6 Keys to Building Upper-Body Strength (And Other News)

16 01 2008

Hello, class!

Today, we’re going to take a little field trip over to The Capoeira Blog, where Faisca has kindly published a guest post of mine.  Faisca was really nice in helping me when I first started trying to get Mandingueira off the ground, and so I’d like to take this opportunity to say thank you! 
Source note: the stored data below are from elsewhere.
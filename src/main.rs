mod cli;
mod commands;

use clap::Parser;
use log::{error, LevelFilter};

fn init_logging(verbose: u8) {
    let level = match verbose {
        0 => LevelFilter::Warn,
        1 => LevelFilter::Info,
        2 => LevelFilter::Debug,
        _ => LevelFilter::Trace,
    };
    env_logger::Builder::from_default_env()
        .filter_level(level)
        .format_timestamp(None)
        .format_target(false)
        .init();
}

fn main() {
    let args = cli::Args::parse();
    init_logging(args.verbose);

    let result = match args.command {
        cli::Commands::Stat {
            stat_type,
            alignments,
            fasta,
            region,
            one_based,
            truncate,
            pad,
            max_depth,
            window_size,
            window_offset,
            fields,
            format,
            output,
            no_progress,
        } => commands::stat::run(commands::stat::StatArgs {
            stat_type,
            alignments,
            fasta,
            region,
            one_based,
            truncate,
            pad,
            max_depth,
            window_size,
            window_offset,
            fields,
            format,
            output,
            no_progress,
        }),
        cli::Commands::Types => commands::types::run(),
    };

    if let Err(e) = result {
        error!("{:#}", e);
        std::process::exit(1);
    }
}
//! Column-oriented materialization of a statistics walk.

use crate::error::{Result, StatsError};
use crate::pileup::AlignmentSource;
use crate::reference::ReferenceSource;
use crate::stats::record::{ColumnKind, Value};
use crate::stats::{resolve_schema, stat_pileup, PileupOptions};
use log::debug;
use serde::Serialize;

/// Storage kind per field, in column order.
#[derive(Debug, Clone, Default, PartialEq, Eq, Serialize, serde::Deserialize)]
pub struct Dtype(Vec<(String, ColumnKind)>);

impl Dtype {
    pub fn new() -> Self {
        Self::default()
    }

    pub fn with(mut self, field: impl Into<String>, kind: ColumnKind) -> Self {
        let field = field.into();
        match self.0.iter_mut().find(|(name, _)| *name == field) {
            Some(entry) => entry.1 = kind,
            None => self.0.push((field, kind)),
        }
        self
    }

    pub fn get(&self, field: &str) -> Option<ColumnKind> {
        self.0.iter().find(|(name, _)| name == field).map(|(_, kind)| *kind)
    }

    pub fn fields(&self) -> impl Iterator<Item = &str> {
        self.0.iter().map(|(name, _)| name.as_str())
    }

    pub fn len(&self) -> usize {
        self.0.len()
    }

    pub fn is_empty(&self) -> bool {
        self.0.is_empty()
    }
}

impl FromIterator<(String, ColumnKind)> for Dtype {
    fn from_iter<I: IntoIterator<Item = (String, ColumnKind)>>(iter: I) -> Self {
        iter.into_iter()
            .fold(Dtype::new(), |dtype, (field, kind)| dtype.with(field, kind))
    }
}

/// Default storage kinds of every field of `type_name`.
pub fn default_dtype(type_name: &str, options: &PileupOptions) -> Result<Dtype> {
    let schema = resolve_schema(type_name, options)?;
    Ok(schema.record_columns().into_iter().collect())
}

fn convertible(from: ColumnKind, to: ColumnKind) -> bool {
    use ColumnKind::*;
    from == to || to == Text || matches!((from, to), (Int, Float) | (Float, Int))
}

/// One materialized column.
#[derive(Debug, Clone, PartialEq, Serialize)]
#[serde(untagged)]
pub enum ColumnData {
    Text(Vec<String>),
    Char(Vec<char>),
    Int(Vec<i64>),
    Float(Vec<f64>),
}

impl ColumnData {
    fn with_kind(kind: ColumnKind) -> Self {
        match kind {
            ColumnKind::Text => ColumnData::Text(Vec::new()),
            ColumnKind::Char => ColumnData::Char(Vec::new()),
            ColumnKind::Int => ColumnData::Int(Vec::new()),
            ColumnKind::Float => ColumnData::Float(Vec::new()),
        }
    }

    pub fn kind(&self) -> ColumnKind {
        match self {
            ColumnData::Text(_) => ColumnKind::Text,
            ColumnData::Char(_) => ColumnKind::Char,
            ColumnData::Int(_) => ColumnKind::Int,
            ColumnData::Float(_) => ColumnKind::Float,
        }
    }

    pub fn len(&self) -> usize {
        match self {
            ColumnData::Text(v) => v.len(),
            ColumnData::Char(v) => v.len(),
            ColumnData::Int(v) => v.len(),
            ColumnData::Float(v) => v.len(),
        }
    }

    pub fn is_empty(&self) -> bool {
        self.len() == 0
    }

    pub fn as_int(&self) -> Option<&[i64]> {
        match self {
            ColumnData::Int(v) => Some(v),
            _ => None,
        }
    }

    pub fn as_float(&self) -> Option<&[f64]> {
        match self {
            ColumnData::Float(v) => Some(v),
            _ => None,
        }
    }

    pub fn as_text(&self) -> Option<&[String]> {
        match self {
            ColumnData::Text(v) => Some(v),
            _ => None,
        }
    }

    pub fn as_char(&self) -> Option<&[char]> {
        match self {
            ColumnData::Char(v) => Some(v),
            _ => None,
        }
    }

    fn push(&mut self, value: &Value) -> Result<()> {
        match (self, value) {
            (ColumnData::Int(v), Value::Int(x)) => v.push(*x),
            (ColumnData::Int(v), Value::Float(x)) => v.push(*x as i64),
            (ColumnData::Float(v), Value::Float(x)) => v.push(*x),
            (ColumnData::Float(v), Value::Int(x)) => v.push(*x as f64),
            (ColumnData::Char(v), Value::Base(c)) => v.push(*c),
            (ColumnData::Text(v), value) => v.push(value.to_string()),
            (column, value) => {
                return Err(StatsError::InvalidDtype(format!(
                    "cannot store {:?} value {} in a {:?} column",
                    value.kind(),
                    value,
                    column.kind()
                )))
            }
        }
        Ok(())
    }
}

/// Statistics for a whole walk, one vector per field.
#[derive(Debug, Clone, PartialEq, Serialize)]
pub struct StatTable {
    names: Vec<String>,
    columns: Vec<ColumnData>,
    len: usize,
}

impl StatTable {
    pub fn names(&self) -> &[String] {
        &self.names
    }

    pub fn column(&self, name: &str) -> Option<&ColumnData> {
        self.names
            .iter()
            .position(|n| n == name)
            .map(|i| &self.columns[i])
    }

    pub fn dtype(&self) -> Dtype {
        self.names
            .iter()
            .cloned()
            .zip(self.columns.iter().map(ColumnData::kind))
            .collect()
    }

    /// Number of records.
    pub fn len(&self) -> usize {
        self.len
    }

    pub fn is_empty(&self) -> bool {
        self.len == 0
    }
}

/// Compute `type_name` statistics and collect them into a [`StatTable`].
///
/// `dtype` overrides the storage kind of the fields it names; `fields`
/// selects and orders the columns kept. Both are checked against the
/// record layout before any column is read.
pub fn load_pileup<'a, S>(
    type_name: &str,
    alignments: &'a mut S,
    reference: Option<&'a mut dyn ReferenceSource>,
    options: &PileupOptions,
    dtype: Option<&Dtype>,
    fields: Option<&[&str]>,
) -> Result<StatTable>
where
    S: AlignmentSource + ?Sized,
{
    let records = stat_pileup(type_name, alignments, reference, options)?;
    let layout = records.schema().record_columns();

    let unknown = |field: &str| StatsError::UnknownField {
        stat: type_name.to_string(),
        field: field.to_string(),
    };

    // (record index, field name, native kind)
    let selected: Vec<(usize, String, ColumnKind)> = match fields {
        Some(fields) => fields
            .iter()
            .map(|field| {
                layout
                    .iter()
                    .position(|(name, _)| name == field)
                    .map(|i| (i, layout[i].0.clone(), layout[i].1))
                    .ok_or_else(|| unknown(field))
            })
            .collect::<Result<_>>()?,
        None => layout
            .iter()
            .enumerate()
            .map(|(i, (name, kind))| (i, name.clone(), *kind))
            .collect(),
    };

    let mut kinds = Vec::with_capacity(selected.len());
    if let Some(dtype) = dtype {
        if let Some(field) = dtype.fields().find(|f| !layout.iter().any(|(n, _)| n == *f)) {
            return Err(unknown(field));
        }
    }
    for (_, name, native) in &selected {
        let kind = dtype.and_then(|d| d.get(name)).unwrap_or(*native);
        if !convertible(*native, kind) {
            return Err(StatsError::InvalidDtype(format!(
                "field {} is {:?} and cannot be stored as {:?}",
                name, native, kind
            )));
        }
        kinds.push(kind);
    }

    let mut columns: Vec<ColumnData> = kinds.iter().map(|k| ColumnData::with_kind(*k)).collect();
    let mut len = 0;
    for record in records {
        let record = record?;
        let values = record.values();
        for ((index, _, _), column) in selected.iter().zip(columns.iter_mut()) {
            column.push(&values[*index])?;
        }
        len += 1;
    }
    debug!("{}: loaded {} rows into {} columns", type_name, len, columns.len());

    Ok(StatTable {
        names: selected.into_iter().map(|(_, name, _)| name).collect(),
        columns,
        len,
    })
}

macro_rules! load_entry_points {
    ($($fn_name:ident => $type_name:literal),* $(,)?) => {
        $(
            #[doc = concat!("Load `", $type_name, "` statistics; see [`load_pileup`].")]
            pub fn $fn_name<'a, S>(
                alignments: &'a mut S,
                reference: Option<&'a mut dyn ReferenceSource>,
                options: &PileupOptions,
                dtype: Option<&Dtype>,
                fields: Option<&[&str]>,
            ) -> Result<StatTable>
            where
                S: AlignmentSource + ?Sized,
            {
                load_pileup($type_name, alignments, reference, options, dtype, fields)
            }
        )*
    };
}

load_entry_points! {
    load_coverage => "coverage",
    load_coverage_strand => "coverage_strand",
    load_coverage_ext => "coverage_ext",
    load_coverage_ext_strand => "coverage_ext_strand",
    load_variation => "variation",
    load_variation_strand => "variation_strand",
    load_tlen => "tlen",
    load_tlen_strand => "tlen_strand",
    load_mapq => "mapq",
    load_mapq_strand => "mapq_strand",
    load_baseq => "baseq",
    load_baseq_strand => "baseq_strand",
    load_baseq_ext => "baseq_ext",
    load_baseq_ext_strand => "baseq_ext_strand",
    load_coverage_gc => "coverage_gc",
}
Before going on to the guest post, I apologize in advance for any irregularities in posting this week!  I’m actually on vacation in North Africa right now, so it’s going to be a little bit tricky.  The topic for today’s post went through an interesting process.  Originally, I was going to publish the article on maculelê, first in the Capoeira é Dança series.  Then, thanks to Day 1 of my trip, in fact, I completely forgot about that and was going to write a one-off post titled “The Scariest Night of My Life and Why Things Like this Blog Need to Exist”.  (Don’t worry, nothing happened, but that fact itself was also a part of it, as you’ll see.)  Now that Faisca has published my guest post, I also plan to publish a sister post to it, looking at women’s strength and the perception of it (or its lack) from a more theoretical point of view.  I hope to keep posting throughout my trip, and will hit all of the things mentioned above, so please keep checking back for more!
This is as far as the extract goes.